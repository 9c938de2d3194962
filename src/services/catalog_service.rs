use sea_orm::{ColumnTrait, EntityTrait, QueryFilter, QueryOrder};

use crate::{
    dto::products::{BrandList, CategoryList},
    entity::{
        brands::{Column as BrandCol, Entity as Brands},
        categories::{Column as CategoryCol, Entity as Categories},
    },
    error::AppResult,
    models::{Brand, Category},
    response::{ApiResponse, Meta},
    state::AppState,
};

pub async fn list_categories(state: &AppState) -> AppResult<ApiResponse<CategoryList>> {
    let items = Categories::find()
        .filter(CategoryCol::IsActive.eq(true))
        .order_by_asc(CategoryCol::Name)
        .all(&state.orm)
        .await?
        .into_iter()
        .map(Category::from)
        .collect();
    Ok(ApiResponse::success(
        "Categories",
        CategoryList { items },
        Some(Meta::empty()),
    ))
}

pub async fn list_brands(state: &AppState) -> AppResult<ApiResponse<BrandList>> {
    let items = Brands::find()
        .filter(BrandCol::IsActive.eq(true))
        .order_by_asc(BrandCol::Name)
        .all(&state.orm)
        .await?
        .into_iter()
        .map(Brand::from)
        .collect();
    Ok(ApiResponse::success(
        "Brands",
        BrandList { items },
        Some(Meta::empty()),
    ))
}
use serde::{Deserialize, Serialize};
use utoipa::ToSchema;

use super::require_text;
use crate::error::{AppError, AppResult};

pub const MIN_PASSWORD_LEN: usize = 8;

#[derive(Deserialize, Debug, ToSchema)]
pub struct RegisterRequest {
    pub email: String,
    pub password: String,
    pub name: String,
}

impl RegisterRequest {
    pub fn validate(&self) -> AppResult<()> {
        if !is_plausible_email(&self.email) {
            return Err(AppError::BadRequest("Valid email is required".into()));
        }
        if self.password.chars().count() < MIN_PASSWORD_LEN {
            return Err(AppError::BadRequest(format!(
                "password must be at least {MIN_PASSWORD_LEN} characters"
            )));
        }
        require_text("name", &self.name, 100)
    }
}

#[derive(Deserialize, Debug, ToSchema)]
pub struct LoginRequest {
    pub email: String,
    pub password: String,
}

#[derive(Debug, Serialize, ToSchema)]
pub struct LoginResponse {
    pub token: String,
}

#[derive(Debug, Deserialize, Serialize, ToSchema)]
pub struct Claims {
    pub sub: String,
    pub role: String,
    pub exp: usize,
}

/// One `@`, a non-empty local part, and a dotted domain.
pub fn is_plausible_email(email: &str) -> bool {
    let email = email.trim();
    match email.split_once('@') {
        Some((local, domain)) => {
            !local.is_empty()
                && !domain.contains('@')
                && domain.contains('.')
                && !domain.starts_with('.')
                && !domain.ends_with('.')
                && !email.contains(char::is_whitespace)
        }
        None => false,
    }
}
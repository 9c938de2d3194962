use chrono::{DateTime, Utc};
use serde::{Deserialize, Serialize};
use utoipa::ToSchema;
use uuid::Uuid;

use crate::models::ProductSummary;

#[derive(Debug, Deserialize, Serialize, ToSchema)]
pub struct WishlistRequest {
    pub product_id: Uuid,
}

#[derive(Debug, Serialize, ToSchema)]
pub struct WishlistEntry {
    pub id: Uuid,
    pub product: ProductSummary,
    pub created_at: DateTime<Utc>,
}

#[derive(Debug, Serialize, ToSchema)]
pub struct WishlistList {
    pub items: Vec<WishlistEntry>,
}

#[derive(Debug, Serialize, ToSchema)]
pub struct WishlistRemoval {
    pub removed: bool,
}

#[derive(Debug, Serialize, ToSchema)]
pub struct WishlistCheck {
    pub in_wishlist: bool,
}
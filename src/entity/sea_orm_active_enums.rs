use sea_orm::entity::prelude::*;
use serde::{Deserialize, Serialize};
use utoipa::ToSchema;

#[derive(
    Clone, Copy, Debug, PartialEq, Eq, Hash, EnumIter, DeriveActiveEnum, Serialize, Deserialize,
    ToSchema,
)]
#[sea_orm(rs_type = "String", db_type = "String(StringLen::None)")]
#[serde(rename_all = "SCREAMING_SNAKE_CASE")]
pub enum OrderStatus {
    #[sea_orm(string_value = "PENDING")]
    Pending,
    #[sea_orm(string_value = "PROCESSING")]
    Processing,
    #[sea_orm(string_value = "SHIPPED")]
    Shipped,
    #[sea_orm(string_value = "DELIVERED")]
    Delivered,
    #[sea_orm(string_value = "CANCELLED")]
    Cancelled,
}

impl OrderStatus {
    /// Forward-only lifecycle; cancellation is only possible before shipping.
    pub fn can_transition_to(self, next: OrderStatus) -> bool {
        use OrderStatus::*;
        matches!(
            (self, next),
            (Pending, Processing)
                | (Processing, Shipped)
                | (Shipped, Delivered)
                | (Pending, Cancelled)
                | (Processing, Cancelled)
        )
    }

    pub fn as_str(self) -> &'static str {
        match self {
            OrderStatus::Pending => "PENDING",
            OrderStatus::Processing => "PROCESSING",
            OrderStatus::Shipped => "SHIPPED",
            OrderStatus::Delivered => "DELIVERED",
            OrderStatus::Cancelled => "CANCELLED",
        }
    }
}

#[derive(
    Clone, Copy, Debug, PartialEq, Eq, Hash, EnumIter, DeriveActiveEnum, Serialize, Deserialize,
    ToSchema,
)]
#[sea_orm(rs_type = "String", db_type = "String(StringLen::None)")]
#[serde(rename_all = "SCREAMING_SNAKE_CASE")]
pub enum AddressType {
    #[sea_orm(string_value = "SHIPPING")]
    Shipping,
    #[sea_orm(string_value = "BILLING")]
    Billing,
}

#[cfg(test)]
mod tests {
    use super::OrderStatus::*;

    #[test]
    fn order_status_moves_forward_one_step() {
        assert!(Pending.can_transition_to(Processing));
        assert!(Processing.can_transition_to(Shipped));
        assert!(Shipped.can_transition_to(Delivered));
        assert!(!Pending.can_transition_to(Shipped));
        assert!(!Delivered.can_transition_to(Pending));
        assert!(!Shipped.can_transition_to(Processing));
    }

    #[test]
    fn order_can_only_be_cancelled_before_shipping() {
        assert!(Pending.can_transition_to(Cancelled));
        assert!(Processing.can_transition_to(Cancelled));
        assert!(!Shipped.can_transition_to(Cancelled));
        assert!(!Delivered.can_transition_to(Cancelled));
        assert!(!Cancelled.can_transition_to(Pending));
    }

    #[test]
    fn order_status_serializes_upper_case() {
        let json = serde_json::to_string(&Delivered).unwrap();
        assert_eq!(json, "\"DELIVERED\"");
        assert_eq!(Delivered.as_str(), "DELIVERED");
    }
}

·····

• How to complete this task: Reproduce the listing in full. Change nothing.

• The completed task:
repository 9c938de2d3194962
filename src/services/catalog_service.rs
use sea_orm::{ColumnTrait, EntityTrait, QueryFilter, QueryOrder};

use crate::{
    dto::products::{BrandList, CategoryList},
    entity::{
        brands::{Column as BrandCol, Entity as Brands},
        categories::{Column as CategoryCol, Entity as Categories},
    },
    error::AppResult,
    models::{Brand, Category},
    response::{ApiResponse, Meta},
    state::AppState,
};

pub async fn list_categories(state: &AppState) -> AppResult<ApiResponse<CategoryList>> {
    let items = Categories::find()
        .filter(CategoryCol::IsActive.eq(true))
        .order_by_asc(CategoryCol::Name)
        .all(&state.orm)
        .await?
        .into_iter()
        .map(Category::from)
        .collect();
    Ok(ApiResponse::success(
        "Categories",
        CategoryList { items },
        Some(Meta::empty()),
    ))
}

pub async fn list_brands(state: &AppState) -> AppResult<ApiResponse<BrandList>> {
    let items = Brands::find()
        .filter(BrandCol::IsActive.eq(true))
        .order_by_asc(BrandCol::Name)
        .all(&state.orm)
        .await?
        .into_iter()
        .map(Brand::from)
        .collect();
    Ok(ApiResponse::success(
        "Brands",
        BrandList { items },
        Some(Meta::empty()),
    ))
}
use serde::{Deserialize, Serialize};
use utoipa::ToSchema;

use super::require_text;
use crate::error::{AppError, AppResult};

pub const MIN_PASSWORD_LEN: usize = 8;

#[derive(Deserialize, Debug, ToSchema)]
pub struct RegisterRequest {
    pub email: String,
    pub password: String,
    pub name: String,
}

impl RegisterRequest {
    pub fn validate(&self) -> AppResult<()> {
        if !is_plausible_email(&self.email) {
            return Err(AppError::BadRequest("Valid email is required".into()));
        }
        if self.password.chars().count() < MIN_PASSWORD_LEN {
            return Err(AppError::BadRequest(format!(
                "password must be at least {MIN_PASSWORD_LEN} characters"
            )));
        }
        require_text("name", &self.name, 100)
    }
}

#[derive(Deserialize, Debug, ToSchema)]
pub struct LoginRequest {
    pub email: String,
    pub password: String,
}

#[derive(Debug, Serialize, ToSchema)]
pub struct LoginResponse {
    pub token: String,
}

#[derive(Debug, Deserialize, Serialize, ToSchema)]
pub struct Claims {
    pub sub: String,
    pub role: String,
    pub exp: usize,
}

/// One `@`, a non-empty local part, and a dotted domain.
pub fn is_plausible_email(email: &str) -> bool {
    let email = email.trim();
    match email.split_once('@') {
        Some((local, domain)) => {
            !local.is_empty()
                && !domain.contains('@')
                && domain.contains('.')
                && !domain.starts_with('.')
                && !domain.ends_with('.')
                && !email.contains(char::is_whitespace)
        }
        None => false,
    }
}
repository 9c938de2d3194962
use chrono::{DateTime, Utc};
use serde::{Deserialize, Serialize};
use utoipa::ToSchema;
use uuid::Uuid;

use crate::models::ProductSummary;

#[derive(Debug, Deserialize, Serialize, ToSchema)]
pub struct WishlistRequest {
    pub product_id: Uuid,
}

#[derive(Debug, Serialize, ToSchema)]
pub struct WishlistEntry {
    pub id: Uuid,
    pub product: ProductSummary,
    pub created_at: DateTime<Utc>,
}

#[derive(Debug, Serialize, ToSchema)]
pub struct WishlistList {
    pub items: Vec<WishlistEntry>,
}

#[derive(Debug, Serialize, ToSchema)]
pub struct WishlistRemoval {
    pub removed: bool,
}

#[derive(Debug, Serialize, ToSchema)]
pub struct WishlistCheck {
    pub in_wishlist: bool,
}
filename src/entity/sea_orm_active_enums.rs
use sea_orm::entity::prelude::*;
use serde::{Deserialize, Serialize};
use utoipa::ToSchema;

#[derive(
    Clone, Copy, Debug, PartialEq, Eq, Hash, EnumIter, DeriveActiveEnum, Serialize, Deserialize,
    ToSchema,
)]
#[sea_orm(rs_type = "String", db_type = "String(StringLen::None)")]
#[serde(rename_all = "SCREAMING_SNAKE_CASE")]
pub enum OrderStatus {
    #[sea_orm(string_value = "PENDING")]
    Pending,
    #[sea_orm(string_value = "PROCESSING")]
    Processing,
    #[sea_orm(string_value = "SHIPPED")]
    Shipped,
    #[sea_orm(string_value = "DELIVERED")]
    Delivered,
    #[sea_orm(string_value = "CANCELLED")]
    Cancelled,
}

impl OrderStatus {
    /// Forward-only lifecycle; cancellation is only possible before shipping.
    pub fn can_transition_to(self, next: OrderStatus) -> bool {
        use OrderStatus::*;
        matches!(
            (self, next),
            (Pending, Processing)
                | (Processing, Shipped)
                | (Shipped, Delivered)
                | (Pending, Cancelled)
                | (Processing, Cancelled)
        )
    }

    pub fn as_str(self) -> &'static str {
        match self {
            OrderStatus::Pending => "PENDING",
            OrderStatus::Processing => "PROCESSING",
            OrderStatus::Shipped => "SHIPPED",
            OrderStatus::Delivered => "DELIVERED",
            OrderStatus::Cancelled => "CANCELLED",
        }
    }
}

#[derive(
    Clone, Copy, Debug, PartialEq, Eq, Hash, EnumIter, DeriveActiveEnum, Serialize, Deserialize,
    ToSchema,
)]
#[sea_orm(rs_type = "String", db_type = "String(StringLen::None)")]
#[serde(rename_all = "SCREAMING_SNAKE_CASE")]
pub enum AddressType {
    #[sea_orm(string_value = "SHIPPING")]
    Shipping,
    #[sea_orm(string_value = "BILLING")]
    Billing,
}

#[cfg(test)]
mod tests {
    use super::OrderStatus::*;

    #[test]
    fn order_status_moves_forward_one_step() {
        assert!(Pending.can_transition_to(Processing));
        assert!(Processing.can_transition_to(Shipped));
        assert!(Shipped.can_transition_to(Delivered));
        assert!(!Pending.can_transition_to(Shipped));
        assert!(!Delivered.can_transition_to(Pending));
        assert!(!Shipped.can_transition_to(Processing));
    }

    #[test]
    fn order_can_only_be_cancelled_before_shipping() {
        assert!(Pending.can_transition_to(Cancelled));
        assert!(Processing.can_transition_to(Cancelled));
        assert!(!Shipped.can_transition_to(Cancelled));
        assert!(!Delivered.can_transition_to(Cancelled));
        assert!(!Cancelled.can_transition_to(Pending));
    }

    #[test]
    fn order_status_serializes_upper_case() {
        let json = serde_json::to_string(&Delivered).unwrap();
        assert_eq!(json, "\"DELIVERED\"");
        assert_eq!(Delivered.as_str(), "DELIVERED");
    }
}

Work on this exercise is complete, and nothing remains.